La Turquie utilise l'Azerbaïdjan comme tremplin pour promouvoir l'idéologie du panturquisme, dont la première cible est déjà devenue la Géorgie. Dans le même temps, la Turquie développe une coopération économique et militaro-technique avec l'Ukraine, en particulier sur la fourniture de drones et de systèmes d'armes modernes. Les relations politiques entre la Russie et la Turquie ont clairement des contradictions : la politique syrienne, le renforcement de la politique panturque, l'influence de la Turquie dans la région transcaucasienne et dans l’Ukraine.

Les relations entre les États-Unis et la Turquie sont passées d'un refroidissement à une crise, et se caractérisent par de divergences de politique étrangère, sur base de conflit avec les États-Unis à propos du pasteur américain Andrew Brunson, accusé par Ankara de terrorisme et de préparation d'un coup d'État, y compris des contradictions sur les actions de la Turquie en Syrie. L'exacerbation des relations entre la Turquie et les États-Unis se produit simultanément dans le contexte d'une crise profonde des relations entre la Russie et les États-Unis, qui ont atteint un état de confrontation politique et économique aiguë depuis la guerre froide, et la pression continue des sanctions de les États-Unis sur la Russie en raison de la situation en Ukraine et de l'accession de la Crimée.

La nature du conflit et l’importance des attaques informationnelles

L'analyse des contenus et des modèles de messages, réalisée à l'aide des programmes Interfax SCAN, Medialogia, Media Cloud sur les publications des médias officiels, blogs, réseaux sociaux, messageries instantanées avant, pendant et après la phase active de la guerre de l'information à l'automne 2020, permet de restituer et de généraliser la nature du conflit dans le domaine de l'information et la typologie des attaques informatiques.

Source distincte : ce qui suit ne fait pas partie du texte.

use serde::{Deserialize, Serialize};
use utoipa::ToSchema;
use validator::Validate;

#[derive(Debug, Serialize, Deserialize, Validate, Clone, ToSchema)]
pub struct CreateStorageRequest {
    #[validate(range(min = 1))]
    #[serde(rename = "product_id")]
    pub product_id: i32,

    /// Stock rows may be created empty.
    #[validate(range(min = 0))]
    pub quantity: i32,
}

#[derive(Debug, Serialize, Deserialize, Validate, Clone, ToSchema)]
pub struct UpdateStorageRequest {
    #[serde(default)]
    pub id: i32,

    #[validate(range(min = 1))]
    #[serde(rename = "product_id")]
    pub product_id: i32,

    #[validate(range(min = 0))]
    pub quantity: i32,
}
use serde::{Deserialize, Serialize};
use sqlx::FromRow;

/// One order line: the quantity of one product within one order.
#[derive(Debug, Clone, Serialize, Deserialize, FromRow)]
pub struct OrderedProduct {
    pub ordered_product_id: i32,
    pub order_id: i32,
    pub product_id: i32,
    pub quantity: i32,
}
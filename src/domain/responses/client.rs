use crate::model::Client;
use serde::{Deserialize, Serialize};
use utoipa::ToSchema;

#[derive(Debug, Serialize, Deserialize, ToSchema, Clone)]
pub struct ClientResponse {
    pub id: i32,
    pub name: String,
    pub street: Option<String>,
    pub city: Option<String>,
    pub country: Option<String>,
    #[serde(rename = "phone_number")]
    pub phone_number: Option<String>,
    #[serde(rename = "gender_id")]
    pub gender_id: i32,
}

impl From<Client> for ClientResponse {
    fn from(value: Client) -> Self {
        ClientResponse {
            id: value.client_id,
            name: value.name,
            street: value.street,
            city: value.city,
            country: value.country,
            phone_number: value.phone_number,
            gender_id: value.gender_id,
        }
    }
}
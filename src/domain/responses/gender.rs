use crate::model::Gender;
use serde::{Deserialize, Serialize};
use utoipa::ToSchema;

#[derive(Debug, Serialize, Deserialize, ToSchema, Clone)]
pub struct GenderResponse {
    pub id: i32,
    #[serde(rename = "gender_type")]
    pub gender_type: Option<String>,
}

impl From<Gender> for GenderResponse {
    fn from(value: Gender) -> Self {
        GenderResponse {
            id: value.gender_id,
            gender_type: value.gender_type,
        }
    }
}
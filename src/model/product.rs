use chrono::NaiveDate;
use serde::{Deserialize, Serialize};
use sqlx::FromRow;

#[derive(Debug, Clone, Serialize, Deserialize, FromRow)]
pub struct Product {
    pub product_id: i32,
    pub name: String,
    pub price: f64,
    pub expiration_date: Option<NaiveDate>,
    pub description: Option<String>,
}
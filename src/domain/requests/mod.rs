mod client;
mod order;
mod ordered_product;
mod product;
mod storage;

pub use self::client::{CreateClientRequest, UpdateClientRequest};
pub use self::order::{CreateOrderRequest, UpdateOrderRequest};
pub use self::ordered_product::{CreateOrderedProductRequest, UpdateOrderedProductRequest};
pub use self::product::{CreateProductRequest, UpdateProductRequest};
pub use self::storage::{CreateStorageRequest, UpdateStorageRequest};
use anyhow::{Context, Result, anyhow};

#[derive(Debug, Clone)]
pub struct Config {
    pub database_url: String,
    pub run_migrations: bool,
    pub port: u16,
}

impl Config {
    pub fn init() -> Result<Self> {
        let database_url =
            std::env::var("DATABASE_URL").context("Missing environment variable: DATABASE_URL")?;
        let run_migrations_str = std::env::var("RUN_MIGRATIONS")
            .context("Missing environment variable: RUN_MIGRATIONS")?;
        let port_str = std::env::var("PORT").context("Missing environment variable: PORT")?;

        let run_migrations = match run_migrations_str.as_str() {
            "true" => true,
            "false" => false,
            other => {
                return Err(anyhow!(
                    "RUN_MIGRATIONS must be 'true' or 'false', got '{}'",
                    other
                ));
            }
        };

        let port = port_str
            .parse::<u16>()
            .context("PORT must be a valid u16 integer")?;

        Ok(Self {
            database_url,
            run_migrations,
            port,
        })
    }
}
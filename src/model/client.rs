use serde::{Deserialize, Serialize};
use sqlx::FromRow;

#[derive(Debug, Clone, Serialize, Deserialize, FromRow)]
pub struct Client {
    pub client_id: i32,
    pub name: String,
    pub street: Option<String>,
    pub city: Option<String>,
    pub country: Option<String>,
    pub phone_number: Option<String>,
    pub gender_id: i32,
}
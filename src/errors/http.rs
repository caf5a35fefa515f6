use crate::errors::{error::ErrorResponse, repository::RepositoryError, service::ServiceError};
use axum::{
    Json,
    http::StatusCode,
    response::{IntoResponse, Response},
};

#[derive(Debug)]
pub enum HttpError {
    BadRequest(String),
    NotFound(String),
    Conflict(String),
    Internal(String),
}

impl From<ServiceError> for HttpError {
    fn from(err: ServiceError) -> Self {
        match err {
            ServiceError::Validation(errors) => {
                HttpError::BadRequest(format!("Validation failed: {errors:?}"))
            }

            ServiceError::NotFound(msg) => HttpError::NotFound(msg),

            ServiceError::Repo(repo_err) => match repo_err {
                RepositoryError::NotFound => HttpError::NotFound("Not found".into()),
                RepositoryError::Conflict(msg) => HttpError::Conflict(msg),
                RepositoryError::AlreadyExists(msg) => HttpError::Conflict(msg),
                RepositoryError::ForeignKey(msg) => {
                    HttpError::BadRequest(format!("Foreign key violation: {msg}"))
                }
                _ => HttpError::Internal("Repository error".into()),
            },

            ServiceError::Internal(msg) | ServiceError::Custom(msg) => HttpError::Internal(msg),
        }
    }
}

impl IntoResponse for HttpError {
    fn into_response(self) -> Response {
        let (status, msg) = match self {
            HttpError::BadRequest(msg) => (StatusCode::BAD_REQUEST, msg),
            HttpError::NotFound(msg) => (StatusCode::NOT_FOUND, msg),
            HttpError::Conflict(msg) => (StatusCode::CONFLICT, msg),
            HttpError::Internal(msg) => (StatusCode::INTERNAL_SERVER_ERROR, msg),
        };

        let body = Json(ErrorResponse {
            status: "error".into(),
            message: msg,
        });

        (status, body).into_response()
    }
}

Avant le début de la phase militaire active du conflit à l'automne 2020, l’analyse de la confrontation informationnelle fait ressortir les points suivants :

  1. Les principaux canaux de diffusion de l'information et de la désinformation étaient les sites Internet des médias nationaux et de la télévision nationale. Le volume des publications (posts, réactions) n'a pas dépassé plusieurs centaines par jour, avec une forte augmentation dans la période avant et après le 24 avril - jour de commémoration des victimes du génocide arménien dans l'Empire ottoman, et pendant les périodes de l’exacerbation militaire. Les canaux secondaires de diffusion de l'information étaient les plateformes Facebook, Twitter, Instagram, Vk , les blogs personnels et les chaînes d'information de Telegram. Les utilisateurs sur les réseaux sociaux (Facebook, Instagram, Twitter, blogs personnels) publiaient principalement des articles et renvoyaient à du matériel provenant de médias officiels et de publications personnelles.
  2. Fondamentalement, les messages des auteurs arméniens sur les réseaux sociaux ont été rédigés en arménien et moins souvent en russe et en anglais (en Arménie, jusqu'à 70% de la population parle russe). Les messages des auteurs azerbaïdjanais sont en azéri, en turc et rarement en russe et en anglais (en Azerbaïdjan, le russe est parlé par environ 38 % de la population).    
  3. Les messages ont été envoyés aux auditoriums des pays respectifs et à leurs diasporas à l'extérieur, ils sont beaucoup moins souvent envoyés en direction de l'ennemi.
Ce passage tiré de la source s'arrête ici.